The mega railway line project is the only project declared strategically important by China and Pakistan. However, the World Bank linked success of the project to bringing governance reforms in the railways and warned that the project’s debt servicing was not sustainable.
The CDWP had a threadbare discussion on the project in its meeting on Wednesday and the “forum underlined the space for improvement in the proposal and deferred the project till next meeting”, the planning ministry said in a statement.
The ministry raised serious objections over financial and technical working of the project. “The results of the financial and economic analysis provided in the PC-I, based on total cash flow are misleading,” according to the planning ministry.
It added that the sponsors needed to provide fresh analyses and all the required details of incremental economic and financial costs and benefits to carry out the analyses and rationally determine the financial and economic viability of the project.
It was for the third time that the project’s PC-I had come before the CDWP for approval. Previously, the entire project was considered in the CDWP in 2016. The PC-I for Phase-I was placed on the agenda of the CDWP meeting in May 2018. The CDWP had then decided to address all the outstanding issues first.
The planning ministry saw no possibility of freight generation by the CPEC Special Economic Zones (SEZs) in the near future as all SEZs in Pakistan were at the planning stage and also the Kashgar Economic Zone in Western China had not been developed.

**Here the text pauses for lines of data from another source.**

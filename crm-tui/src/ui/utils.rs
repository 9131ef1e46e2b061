use ratatui::layout::Rect;

/// A `width` x `height` area centered in `r`, shrunk to fit when `r` is smaller.
pub fn centered_rect(width: u16, height: u16, r: Rect) -> Rect {
    let width = width.min(r.width);
    let height = height.min(r.height);
    Rect {
        x: r.x + (r.width - width) / 2,
        y: r.y + (r.height - height) / 2,
        width,
        height,
    }
}
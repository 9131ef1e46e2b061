mod activity;
mod activity_type;
mod contact;
mod deal;
mod lookup;
mod record;

pub use activity::*;
pub use activity_type::*;
pub use contact::*;
pub use deal::*;
pub use lookup::*;
pub use record::*;
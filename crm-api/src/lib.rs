//! Typed client for the CRM service: activities, contacts and deals.

mod client;
mod crm_url;
pub mod domain;

pub use client::*;
pub use crm_url::*;
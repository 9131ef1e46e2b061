use serde::{Deserialize, Serialize};
use strum::{Display, EnumIter, EnumString};

/// The kind of interaction an activity records.
#[derive(
    Debug,
    Clone,
    Copy,
    PartialEq,
    Eq,
    Hash,
    Serialize,
    Deserialize,
    Display,
    EnumString,
    EnumIter,
)]
#[serde(rename_all = "lowercase")]
#[strum(serialize_all = "lowercase", ascii_case_insensitive)]
pub enum ActivityType {
    Call,
    Email,
    Meeting,
    Note,
    Task,
}

impl ActivityType {
    /// Human readable label, e.g. "Meeting".
    pub fn label(&self) -> &'static str {
        match self {
            ActivityType::Call => "Call",
            ActivityType::Email => "Email",
            ActivityType::Meeting => "Meeting",
            ActivityType::Note => "Note",
            ActivityType::Task => "Task",
        }
    }
}
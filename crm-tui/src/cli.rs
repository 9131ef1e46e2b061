use anyhow::{anyhow, Result};
use clap::{Parser, Subcommand};
use crm_api::domain::ActivityType;
use std::str::FromStr;
use strum::IntoEnumIterator;

use crate::app::TypeFilter;

#[derive(Debug, Parser)]
#[command(name = "crm-tui")]
#[command(about = "Terminal UI for CRM activities")]
pub struct Cli {
    #[command(subcommand)]
    pub command: Commands,
}

#[derive(Debug, Subcommand)]
pub enum Commands {
    /// Run against the configured CRM service
    Run,
    /// Run in dev mode with local in-memory data
    Dev,
    /// Print activities matching the filters and exit
    List {
        /// Only show activities of this type (call, email, meeting, note, task)
        #[arg(long = "type", value_name = "TYPE")]
        activity_type: Option<String>,
        /// Case-insensitive substring to match against descriptions
        #[arg(long, default_value = "")]
        search: String,
        /// Use local in-memory data instead of the CRM service
        #[arg(long)]
        dev: bool,
    },
    /// Print config path and create default file if missing
    ConfigPath,
}

/// Parse the `--type` argument. Missing or "all" means no type filter.
pub fn parse_type_filter(raw: Option<&str>) -> Result<TypeFilter> {
    match raw {
        None => Ok(TypeFilter::All),
        Some(s) if s.eq_ignore_ascii_case("all") => Ok(TypeFilter::All),
        Some(s) => ActivityType::from_str(s).map(TypeFilter::Only).map_err(|_| {
            let valid: Vec<String> = ActivityType::iter().map(|t| t.to_string()).collect();
            anyhow!("Unknown activity type '{}'. Valid types: all, {}", s, valid.join(", "))
        }),
    }
}

#[cfg(test)]
mod tests {
    use super::*;

    #[test]
    fn parses_list_filters() {
        let cli = Cli::try_parse_from(["crm-tui", "list", "--type", "call", "--search", "intro"])
            .unwrap();
        match cli.command {
            Commands::List {
                activity_type,
                search,
                dev,
            } => {
                assert_eq!(activity_type.as_deref(), Some("call"));
                assert_eq!(search, "intro");
                assert!(!dev);
            }
            other => panic!("unexpected command: {other:?}"),
        }
    }

    #[test]
    fn type_filter_argument() {
        assert_eq!(parse_type_filter(None).unwrap(), TypeFilter::All);
        assert_eq!(parse_type_filter(Some("ALL")).unwrap(), TypeFilter::All);
        assert_eq!(
            parse_type_filter(Some("Meeting")).unwrap(),
            TypeFilter::Only(ActivityType::Meeting)
        );
        let err = parse_type_filter(Some("fax")).unwrap_err().to_string();
        assert!(err.contains("call, email, meeting, note, task"));
    }
}
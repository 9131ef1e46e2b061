use crm_api::domain::{Activity, ActivityType, Contact, Deal, NewActivity};
use std::collections::HashMap;
use strum::IntoEnumIterator;
use time::{OffsetDateTime, UtcOffset};

use super::TextInput;
use crate::time_utils::{format_form_date, parse_form_date};

#[derive(Debug, Clone, Copy, PartialEq, Eq, Hash)]
pub enum FormField {
    Type,
    Date,
    Description,
    Contact,
    Deal,
}

impl FormField {
    pub const ALL: [FormField; 5] = [
        FormField::Type,
        FormField::Date,
        FormField::Description,
        FormField::Contact,
        FormField::Deal,
    ];

    pub fn label(&self) -> &'static str {
        match self {
            FormField::Type => "Activity Type",
            FormField::Date => "Date & Time",
            FormField::Description => "Description",
            FormField::Contact => "Contact",
            FormField::Deal => "Deal (Optional)",
        }
    }

    pub fn is_required(&self) -> bool {
        *self != FormField::Deal
    }

    /// Select-style fields are changed with Left/Right instead of typing.
    pub fn is_select(&self) -> bool {
        matches!(self, FormField::Type | FormField::Contact | FormField::Deal)
    }
}

/// State of the create/edit modal.
#[derive(Debug, Clone, PartialEq)]
pub struct ActivityForm {
    /// `Some` when editing an existing activity.
    pub editing_id: Option<i64>,
    pub activity_type: Option<ActivityType>,
    pub date_input: TextInput,
    pub description_input: TextInput,
    pub contact_id: Option<i64>,
    pub deal_id: Option<i64>,
    pub focused_field: FormField,
    pub errors: HashMap<FormField, String>,
    pub is_submitting: bool,
}

impl ActivityForm {
    /// Blank form with the date preset to `now`.
    pub fn create(now: OffsetDateTime) -> Self {
        Self {
            editing_id: None,
            activity_type: None,
            date_input: TextInput::from_str(&format_form_date(now)),
            description_input: TextInput::new(),
            contact_id: None,
            deal_id: None,
            focused_field: FormField::Type,
            errors: HashMap::new(),
            is_submitting: false,
        }
    }

    /// Form prefilled from an existing activity. `offset` is the display offset.
    pub fn edit(activity: &Activity, offset: UtcOffset) -> Self {
        Self {
            editing_id: Some(activity.id),
            activity_type: Some(activity.activity_type),
            date_input: TextInput::from_str(&format_form_date(activity.date.to_offset(offset))),
            description_input: TextInput::from_str(
                activity.description.as_deref().unwrap_or_default(),
            ),
            contact_id: Some(activity.contact.id()),
            deal_id: activity.deal.as_ref().map(|d| d.id()),
            focused_field: FormField::Type,
            errors: HashMap::new(),
            is_submitting: false,
        }
    }

    pub fn is_editing(&self) -> bool {
        self.editing_id.is_some()
    }

    pub fn title(&self) -> &'static str {
        if self.is_editing() {
            "Edit Activity"
        } else {
            "Add New Activity"
        }
    }

    pub fn submit_label(&self) -> &'static str {
        if self.is_submitting {
            "Saving..."
        } else if self.is_editing() {
            "Update"
        } else {
            "Create"
        }
    }

    pub fn error(&self, field: FormField) -> Option<&str> {
        self.errors.get(&field).map(String::as_str)
    }

    pub fn focus_next(&mut self) {
        let pos = self.focus_position();
        self.focused_field = FormField::ALL[(pos + 1) % FormField::ALL.len()];
    }

    pub fn focus_previous(&mut self) {
        let pos = self.focus_position();
        let len = FormField::ALL.len();
        self.focused_field = FormField::ALL[(pos + len - 1) % len];
    }

    fn focus_position(&self) -> usize {
        FormField::ALL
            .iter()
            .position(|f| *f == self.focused_field)
            .unwrap_or(0)
    }

    fn focused_text_input(&mut self) -> Option<&mut TextInput> {
        match self.focused_field {
            FormField::Date => Some(&mut self.date_input),
            FormField::Description => Some(&mut self.description_input),
            _ => None,
        }
    }

    pub fn input_char(&mut self, c: char) {
        let field = self.focused_field;
        if let Some(input) = self.focused_text_input() {
            input.insert(c);
            self.clear_error(field);
        }
    }

    pub fn input_backspace(&mut self) {
        let field = self.focused_field;
        if let Some(input) = self.focused_text_input() {
            input.backspace();
            self.clear_error(field);
        }
    }

    pub fn input_move_cursor(&mut self, left: bool) {
        if let Some(input) = self.focused_text_input() {
            if left {
                input.move_left();
            } else {
                input.move_right();
            }
        }
    }

    /// Line break inside the description.
    pub fn input_newline(&mut self) {
        if self.focused_field == FormField::Description {
            self.description_input.insert('\n');
            self.clear_error(FormField::Description);
        }
    }

    /// Step the focused select field through its options. The empty option
    /// sits before the first entry.
    pub fn cycle_option(&mut self, forward: bool, contacts: &[Contact], deals: &[Deal]) {
        match self.focused_field {
            FormField::Type => {
                let types: Vec<ActivityType> = ActivityType::iter().collect();
                self.activity_type = step(self.activity_type, &types, forward);
                self.clear_error(FormField::Type);
            }
            FormField::Contact => {
                let ids: Vec<i64> = contacts.iter().map(|c| c.id).collect();
                self.contact_id = step(self.contact_id, &ids, forward);
                self.clear_error(FormField::Contact);
            }
            FormField::Deal => {
                let ids: Vec<i64> = deals.iter().map(|d| d.id).collect();
                self.deal_id = step(self.deal_id, &ids, forward);
            }
            FormField::Date | FormField::Description => {}
        }
    }

    /// Reset the focused select field to its empty option.
    pub fn clear_option(&mut self) {
        match self.focused_field {
            FormField::Type => self.activity_type = None,
            FormField::Contact => self.contact_id = None,
            FormField::Deal => self.deal_id = None,
            FormField::Date | FormField::Description => return,
        }
        self.clear_error(self.focused_field);
    }

    fn clear_error(&mut self, field: FormField) {
        self.errors.remove(&field);
    }

    /// Check required fields. On success returns the payload to submit, with
    /// the date converted from `offset` to UTC and the description trimmed.
    /// On failure the per-field errors are stored on the form.
    pub fn validate(&mut self, offset: UtcOffset) -> Option<NewActivity> {
        let mut errors = HashMap::new();

        if self.activity_type.is_none() {
            errors.insert(FormField::Type, "Activity type is required".to_string());
        }

        let description = self.description_input.value.trim();
        if description.is_empty() {
            errors.insert(
                FormField::Description,
                "Description is required".to_string(),
            );
        }

        if self.contact_id.is_none() {
            errors.insert(FormField::Contact, "Contact is required".to_string());
        }

        let date = if self.date_input.value.trim().is_empty() {
            errors.insert(FormField::Date, "Date is required".to_string());
            None
        } else {
            let parsed = parse_form_date(&self.date_input.value, offset);
            if parsed.is_none() {
                errors.insert(
                    FormField::Date,
                    "Date must be YYYY-MM-DD HH:MM".to_string(),
                );
            }
            parsed
        };

        let payload = match (self.activity_type, date, self.contact_id) {
            (Some(activity_type), Some(date), Some(contact_id)) if errors.is_empty() => {
                Some(NewActivity {
                    activity_type,
                    date,
                    description: description.to_string(),
                    contact_id,
                    deal_id: self.deal_id,
                })
            }
            _ => None,
        };

        self.errors = errors;
        payload
    }
}

fn step<T: Copy + PartialEq>(current: Option<T>, options: &[T], forward: bool) -> Option<T> {
    if options.is_empty() {
        return None;
    }
    let pos = current.and_then(|c| options.iter().position(|o| *o == c));
    match (pos, forward) {
        (None, true) => options.first().copied(),
        (None, false) => options.last().copied(),
        (Some(i), true) => options.get(i + 1).copied(),
        (Some(0), false) => None,
        (Some(i), false) => options.get(i - 1).copied(),
    }
}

“The instant project is only envisaged to seek Chinese loan, using CPEC framework to upgrade the existing railway infrastructure on ML-I,” the ministry said.
Recently, the Deputy Chairman of the Planning Commission had asked the World Bank to provide the third-party review of the ML-I project. The Bank said in its analysis that the Project would not succeed without governance reforms in the railway.
It also stressed that the implementation of the Pakistan Railways Strategic Plan (PRSP) was a pre-requisite to the success of this project as well as the improvement in the quality and financial sustainability of the railway sector in general in Pakistan. “The costs estimates are adequate, however, the contingency allowance at 4% seems very low at this stage of project development and accordingly the estimated cost should be regarded as a minimum,” the Bank cautioned about reality of $9.2 billion proposed project.
There was also a view that the rolling stock should be separated from the main project to save capital cost. The World Bank said that financial rate of return to Pakistan Railways was generally negative, and it could only improve if there were real fare and freight increases such as those assumed in the Business Plan.
“If these are assumed, however, demand will decrease, and the economic case will reduce for the project,” the Bank said but it cautioned that the assumed Business Plan fare structure would increase the project savings to 50% of the 2035 debt service, but the proposed fare structure should be very carefully planned to be successful.
The Bank also raised questions about the debt sustainability of the project. “In the low demand case, the debt service is 80% of projected revenue. The high demand case has a better result, but the project savings only cover 20% of the 2025 debt service of the project,” it said.
The CDWP referred the Diamer Basha Dam land acquisition project at a cost of Rs164 billion to the Executive Committee of the National Economic Council (Ecnec), which is 173% higher than the original cost approved in 2008.
The CDWP meeting, chaired by Deputy Chairman Planning Commission Mohammad Jehanzeb Khan and attended by Planning Secretary Zafar Hasan as well as senior officials from relevant federal governments departments, approved three projects worth Rs1.04 billion.
In the meeting, the first project was presented by the Maritime Affairs Ministry. The meeting approved the ‘Establishment of Business Park at Korangi Fisheries Harbour” worth Rs784 million.